Seduto in prima fila, ascoltò con grande attenzione e soprattutto gli fu affidato un importantissimo compito: quello di presidente del gruppo di lavoro incaricato della redazione del documento finale di quell’incontro. Un testo ritenuto assolutamente fondamentale per la missione cristiana in quello che venne allora definito come il “Continente della speranza”.

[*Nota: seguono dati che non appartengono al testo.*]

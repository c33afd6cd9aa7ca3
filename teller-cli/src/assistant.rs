//! The banking assistant: three worker agents behind a supervisor
//!
//! Each worker owns one banking lookup tool plus the shared memory tools.
//! The supervisor routes every turn to the worker whose topic matches, based
//! only on its prompt.

use std::path::Path;
use std::sync::Arc;

use teller_core::{
    Agent, App, Checkpointer, Embedder, Gemini2Flash, HashEmbedder, IndexConfig, InMemoryStore,
    ModelProvider, O3Mini, OpenAiCompatProvider, OpenAiEmbedder, Store, Supervisor, Workflow,
};
use teller_tools::banking::{
    CustomerDetailsTool, CustomerDirectory, DocumentRetriever, InterestRatesTool,
    PendingTransactions, PendingTransactionsTool,
};
use teller_tools::memory::{memory_tools, MemoryNamespace};
use teller_tools::retrieval::StoreRetriever;
use teller_tools::sqlite::{SqliteDatabase, TableAgent};

use crate::config::{EmbeddingBackend, Settings};
use crate::error::CliError;

/// Thread used by the shell unless the user starts a new one
pub const DEFAULT_THREAD_ID: &str = "thread-1";

/// Namespace shared by every worker's memory tools
pub const MEMORY_NAMESPACE: &str = "agent_memories";

/// Vector length of `text-embedding-3-small`
pub const EMBEDDING_DIMS: usize = 1536;

/// Supervisor temperature; the reasoning model only accepts 1.0
pub const SUPERVISOR_TEMPERATURE: f32 = 1.0;

pub const INTEREST_RATE_AGENT: &str = "interest_rate_agent";
pub const PENDING_TX_AGENT: &str = "pending_tx_agent";
pub const CUSTOMER_DETAILS_AGENT: &str = "customer_details_agent";

pub const INTEREST_RATE_PROMPT: &str = "You are an interest rate agent. Use the tools provided to retrieve the interest rates from the vector store.";

pub const PENDING_TX_PROMPT: &str = "You are a pending transactions agent. Use the tools provided to retrieve the pending transactions details from the pandas agent.";

pub const CUSTOMER_DETAILS_PROMPT: &str = "You are a customer details agent. Use the tools provided to retrieve the customer details from the sql agent.";

/// Routing prompt; the column lists are descriptive only and not checked against the data
pub const SUPERVISOR_PROMPT: &str = concat!(
    "You are a bank supervisor managing an interest rate agent, pending transactions agent and customer details agent.",
    "For interest rate related queries, use interest_rate_agent. ",
    "For pending transactions related queries, use pending_tx_agent. Pending transaction Pandas DF has the following columns: pending_tx_id,customer_id,pending_date,pending_amount.",
    "For customer details related queries, use customer_details_agent. Customer table has the following columns: id,first_name,last_name,address,account_balance,income,gender,date_of_birth",
);

/// Shown when the shell starts
pub const SAMPLE_QUESTIONS: [&str; 5] = [
    "What is the current interest rate for a Cash ISA Saver's account opened after 18/02/25?",
    "What is the total amount of pending transactions for customer c004?",
    "List all the details of Olivia Stephenson?",
    "What is the account balance of Holly Owen?",
    "What is the total amount of pending transactions for Lewis Morley?",
];

/// The two model handles the assistant uses
#[derive(Clone)]
pub struct BankingModels {
    /// Drives the workers and the table agents
    pub worker: Arc<dyn ModelProvider>,
    /// Drives the supervisor
    pub supervisor: Arc<dyn ModelProvider>,
}

impl BankingModels {
    /// Gemini 2.0 Flash for workers, o3-mini for the supervisor
    pub fn from_settings(settings: &Settings) -> Result<Self, CliError> {
        let mut worker = OpenAiCompatProvider::new(Gemini2Flash, settings.google_api_key.clone())?;
        if let Some(url) = &settings.google_base_url {
            worker = worker.with_base_url(url);
        }

        let mut supervisor = OpenAiCompatProvider::new(O3Mini, settings.openai_api_key.clone())?
            .with_temperature(SUPERVISOR_TEMPERATURE);
        if let Some(url) = &settings.openai_base_url {
            supervisor = supervisor.with_base_url(url);
        }

        Ok(Self {
            worker: Arc::new(worker),
            supervisor: Arc::new(supervisor),
        })
    }
}

/// Where the banking tools get their answers
#[derive(Clone)]
pub struct Collaborators {
    pub retriever: Arc<dyn DocumentRetriever>,
    pub pending: Arc<dyn PendingTransactions>,
    pub customers: Arc<dyn CustomerDirectory>,
}

impl Collaborators {
    /// Load the bundled data from `data_dir`
    ///
    /// - `interest_rates/` documents are chunked into an indexed document store
    /// - `pending_transactions.csv` is loaded into SQLite behind a table agent
    /// - `customers.db` is opened if present, otherwise `customers.csv` is
    ///   loaded, behind a second table agent
    pub async fn from_data_dir(
        data_dir: &Path,
        embedder: Arc<dyn Embedder>,
        provider: Arc<dyn ModelProvider>,
    ) -> Result<Self, CliError> {
        let documents: Arc<dyn Store> = Arc::new(InMemoryStore::with_index(
            IndexConfig::new(embedder).with_fields(["text"]),
        ));
        let retriever = StoreRetriever::new(documents, teller_core::namespace(["interest_rates"]));
        retriever.add_dir(data_dir.join("interest_rates")).await?;

        let pending_db = SqliteDatabase::open_in_memory()?;
        pending_db
            .load_csv("pending_transactions", data_dir.join("pending_transactions.csv"))
            .await?;
        let pending = TableAgent::with_instructions(
            "pandas_agent",
            pending_db,
            provider.clone(),
            "Customer ids are stored in upper case, e.g. C004.",
        )
        .await?;

        let customers_db = match data_dir.join("customers.db") {
            path if path.is_file() => SqliteDatabase::open(path)?,
            _ => {
                let db = SqliteDatabase::open_in_memory()?;
                db.load_csv("customers", data_dir.join("customers.csv")).await?;
                db
            }
        };
        let customers = TableAgent::with_instructions(
            "sql_agent",
            customers_db,
            provider,
            "Match names case-insensitively.",
        )
        .await?;

        Ok(Self {
            retriever: Arc::new(retriever),
            pending: Arc::new(pending),
            customers: Arc::new(customers),
        })
    }
}

/// Embedder for the memory and document stores
pub fn embedder(settings: &Settings) -> Result<Arc<dyn Embedder>, CliError> {
    let embedder: Arc<dyn Embedder> = match settings.embeddings {
        EmbeddingBackend::Hash => Arc::new(HashEmbedder::default()),
        EmbeddingBackend::OpenAi => {
            let mut embedder = OpenAiEmbedder::new(settings.openai_api_key.clone())?
                .with_model("text-embedding-3-small", EMBEDDING_DIMS);
            if let Some(url) = &settings.openai_base_url {
                embedder = embedder.with_base_url(url);
            }
            Arc::new(embedder)
        }
    };
    Ok(embedder)
}

/// Long-term memory store with a semantic index
pub fn memory_store(embedder: Arc<dyn Embedder>) -> Arc<dyn Store> {
    Arc::new(InMemoryStore::with_index(IndexConfig::new(embedder)))
}

async fn worker(
    name: &str,
    prompt: &str,
    provider: Arc<dyn ModelProvider>,
    domain_tool: impl teller_core::Tool + 'static,
) -> teller_core::Result<Agent> {
    Agent::builder()
        .name(name)
        .shared_provider(provider)
        .add_tool(domain_tool)
        .add_tools(memory_tools(MemoryNamespace::new([MEMORY_NAMESPACE])))
        .with_system_prompt(prompt)
        .build()
        .await
}

/// The supervisor over the three banking workers
pub async fn build_supervisor(
    models: &BankingModels,
    collaborators: &Collaborators,
) -> teller_core::Result<Supervisor> {
    let interest_rate_agent = worker(
        INTEREST_RATE_AGENT,
        INTEREST_RATE_PROMPT,
        models.worker.clone(),
        InterestRatesTool::new(collaborators.retriever.clone()),
    )
    .await?;
    let pending_tx_agent = worker(
        PENDING_TX_AGENT,
        PENDING_TX_PROMPT,
        models.worker.clone(),
        PendingTransactionsTool::new(collaborators.pending.clone()),
    )
    .await?;
    let customer_details_agent = worker(
        CUSTOMER_DETAILS_AGENT,
        CUSTOMER_DETAILS_PROMPT,
        models.worker.clone(),
        CustomerDetailsTool::new(collaborators.customers.clone()),
    )
    .await?;

    Supervisor::builder()
        .add_workers([interest_rate_agent, pending_tx_agent, customer_details_agent])
        .shared_provider(models.supervisor.clone())
        .with_system_prompt(SUPERVISOR_PROMPT)
        .build()
        .await
}

/// Build the supervisor and bind it to `store` and `checkpointer`
pub async fn compile(
    models: &BankingModels,
    collaborators: &Collaborators,
    store: Arc<dyn Store>,
    checkpointer: Arc<dyn Checkpointer>,
) -> teller_core::Result<App> {
    let supervisor = build_supervisor(models, collaborators).await?;
    Ok(supervisor.compile(Some(store), Some(checkpointer)))
}

/// Send `query` on `thread_id` and return the answer text
pub async fn chat(app: &App, query: &str, thread_id: &str) -> teller_core::Result<String> {
    app.chat(query, thread_id).await
}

Il ruolo ricoperto dal cardinal Bergoglio in quell’occasione fu estremamente autorevole. E non è un caso che papa Benedetto XVI volle abbracciarlo così calorosamente, ricambiato da quel sorriso che poi  anche noi abbiamo imparato a conoscere così bene. Due grandi uomini di fede che con il tempo sarebbero anche diventati “amici”. A Roma, l’uno da nuova guida della Chiesa, l’altro da Papa emerito: il “nonno saggio” a cui chiedere sempre consiglio. Forse papa Ratzinger si era reso conto di quanto sarebbe stato decisivo quel momento, a tal punto da influire sei anni dopo sull’elezione a Papa del futuro Francesco. Vero paladino della Chiesa delle periferie e di quel “Continente della speranza”, troppo spesso dimenticato, eppure così pieno di fede. Tant’è vero che il testo finale della Conferenza, passato alla storia come “Documento di Aparecida”, viene considerato tutt’oggi come a tutti gli effetti il testo programmatico di tutto il pontificato di Francesco.

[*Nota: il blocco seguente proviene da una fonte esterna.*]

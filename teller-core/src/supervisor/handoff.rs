//! Handoff tools and the messages that record a handoff

use schemars::JsonSchema;
use serde::Deserialize;

use crate::context::ToolContext;
use crate::tool::{Tool, ToolError, ToolResult};
use crate::types::{Message, ToolResultBlock, ToolUseBlock};

/// Prefix of every handoff tool name
pub const HANDOFF_PREFIX: &str = "transfer_to_";

/// Tool name a worker uses to return control
pub const HANDOFF_BACK_TOOL: &str = "transfer_back_to_supervisor";

/// Name of the handoff tool for `agent`
pub fn handoff_tool_name(agent: &str) -> String {
    format!("{}{}", HANDOFF_PREFIX, agent)
}

/// Handoff tools take no arguments
#[derive(Debug, Default, Deserialize, JsonSchema)]
pub struct HandoffInput {}

/// Tool the supervisor model calls to hand the conversation to a worker
///
/// Executing it only acknowledges the transfer; the supervisor runs the
/// worker once every tool call of the turn has a result.
#[derive(Debug, Clone)]
pub struct HandoffTool {
    agent: String,
    name: String,
    description: String,
}

impl HandoffTool {
    pub fn new(agent: impl Into<String>) -> Self {
        let agent = agent.into();
        Self {
            name: handoff_tool_name(&agent),
            description: format!("Ask agent '{}' for help", agent),
            agent,
        }
    }

    /// The worker this tool transfers to
    pub fn agent(&self) -> &str {
        &self.agent
    }
}

impl Tool for HandoffTool {
    type Input = HandoffInput;

    fn name(&self) -> &str {
        &self.name
    }

    fn description(&self) -> &str {
        &self.description
    }

    async fn execute(
        &self,
        _input: HandoffInput,
        _ctx: ToolContext,
    ) -> Result<ToolResult, ToolError> {
        Ok(ToolResult::text(format!(
            "Successfully transferred to {}",
            self.agent
        )))
    }

    fn format_input_plain(&self, _params: &serde_json::Value) -> String {
        format!("→ {}", self.agent)
    }

    fn format_input_ansi(&self, _params: &serde_json::Value) -> String {
        format!("\x1b[36m→ {}\x1b[0m", self.agent)
    }
}

/// The pair of messages recording that `worker` returned control
///
/// An assistant message authored by the worker calling
/// `transfer_back_to_supervisor`, then its result.
pub fn handoff_back_messages(worker: &str, supervisor: &str) -> [Message; 2] {
    let id = format!("call_{}", uuid::Uuid::new_v4().simple());
    let call = Message::assistant_with_tool_use(
        "Transferring back to supervisor",
        vec![ToolUseBlock {
            id: id.clone(),
            name: HANDOFF_BACK_TOOL.to_string(),
            input: serde_json::json!({}),
        }],
    )
    .with_name(worker);

    let result = Message::tool_results(vec![ToolResultBlock::success(
        id,
        format!("Successfully transferred back to {}", supervisor),
    )]);

    [call, result]
}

D’altra parte, proprio al Santuario di Aparecida papa Francesco ha voluto tornare in occasione del suo primo viaggio apostolico all’estero: quello, appunto, in Brasile del 2013 per la Giornata mondiale della Gioventù.

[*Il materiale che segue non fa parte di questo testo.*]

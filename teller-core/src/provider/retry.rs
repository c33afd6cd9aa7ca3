//! Retry with exponential backoff for model and embedding calls
//!
//! Transient failures (rate limiting, 5xx, network) are retried; everything
//! else is returned to the caller on the first failure.

use super::ProviderError;
use std::sync::Arc;
use std::time::{Duration, SystemTime, UNIX_EPOCH};

/// Configuration for retry behavior on transient errors
#[derive(Debug, Clone, PartialEq, Eq)]
pub struct RetryConfig {
    /// Maximum number of attempts including the first (default: 8)
    pub max_attempts: usize,
    /// Base delay in milliseconds for exponential backoff (default: 500ms)
    pub base_delay_ms: u64,
    /// Maximum delay cap in milliseconds (default: 30000ms)
    pub max_delay_ms: u64,
}

impl Default for RetryConfig {
    fn default() -> Self {
        Self {
            max_attempts: 8,
            base_delay_ms: 500,
            max_delay_ms: 30_000,
        }
    }
}

impl RetryConfig {
    /// A single attempt with no retries
    pub fn disabled() -> Self {
        Self {
            max_attempts: 1,
            ..Self::default()
        }
    }
}

/// Information about a retry attempt
#[derive(Debug, Clone)]
pub struct RetryInfo {
    /// Which attempt just failed (1-based)
    pub attempt: usize,
    /// Maximum attempts configured
    pub max_attempts: usize,
    /// How long we'll wait before retrying
    pub delay: Duration,
    /// The error that triggered the retry
    pub error: String,
}

/// Callback type for retry events
pub type RetryCallback = Arc<dyn Fn(RetryInfo) + Send + Sync>;

/// Determine if an error is transient and should be retried
pub fn is_retryable_error(err: &ProviderError) -> bool {
    matches!(
        err,
        ProviderError::RateLimited(_)
            | ProviderError::ServiceUnavailable(_)
            | ProviderError::Network(_)
    )
}

/// Backoff delay for a given attempt: `base * 2^(attempt-1)`, capped, ±20% jitter
pub fn backoff_delay(attempt: usize, config: &RetryConfig) -> Duration {
    let shift = (attempt.saturating_sub(1)).min(10) as u32;
    let exp = 1_u64.checked_shl(shift).unwrap_or(u64::MAX);
    let capped = config
        .base_delay_ms
        .saturating_mul(exp)
        .min(config.max_delay_ms);
    Duration::from_millis(jitter_ms(capped))
}

fn jitter_ms(base_ms: u64) -> u64 {
    let nanos = SystemTime::now()
        .duration_since(UNIX_EPOCH)
        .unwrap_or_default()
        .subsec_nanos() as i64;
    let jitter_pct = (nanos % 41) - 20;
    let base = base_ms as i64;
    (base + (base * jitter_pct / 100)).max(0) as u64
}

/// Retry an async operation with exponential backoff
///
/// ```ignore
/// let body = retry_with_backoff(
///     || async { self.send(&request).await },
///     &self.retry_config,
///     &self.on_retry,
/// )
/// .await?;
/// ```
pub async fn retry_with_backoff<F, Fut, T>(
    mut op: F,
    config: &RetryConfig,
    on_retry: &Option<RetryCallback>,
) -> Result<T, ProviderError>
where
    F: FnMut() -> Fut,
    Fut: std::future::Future<Output = Result<T, ProviderError>>,
{
    let mut attempt = 0;
    loop {
        attempt += 1;
        let err = match op().await {
            Ok(result) => return Ok(result),
            Err(err) => err,
        };

        if attempt >= config.max_attempts || !is_retryable_error(&err) {
            return Err(err);
        }

        let delay = backoff_delay(attempt, config);
        log::debug!(
            "attempt {}/{} failed, retrying in {:?}: {}",
            attempt,
            config.max_attempts,
            delay,
            err
        );
        if let Some(callback) = on_retry {
            callback(RetryInfo {
                attempt,
                max_attempts: config.max_attempts,
                delay,
                error: err.to_string(),
            });
        }

        tokio::time::sleep(delay).await;
    }
}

IL DOCUMENTO DI “APARECIDA”

Il primato della Grazia, la misericordia come pietra angolare della missione cristiana, il coraggio apostolico, la visione di una Chiesa che non si limita a occuparsi di temi relativi alla fede, ma sta vicino a tutti. Sono questi i punti fondamentali del cosiddetto “Documento di Aparecida” che fu scritto proprio dieci anni fa. Considerato come il testo programmatico del futuro pontificato di Francesco, rappresentò la risposta

dei religiosi sudamericani a una Chiesa ritenuta troppo burocratica. La visione di Bergoglio e dei suoi collaboratori era quella di una  Chiesa in cui i cristiani trovano la tenerezza dell’amore di Dio nel volto di Maria che ci invita a lanciare le “reti” e a costruire “ponti” per avvicinare tutti a Gesù.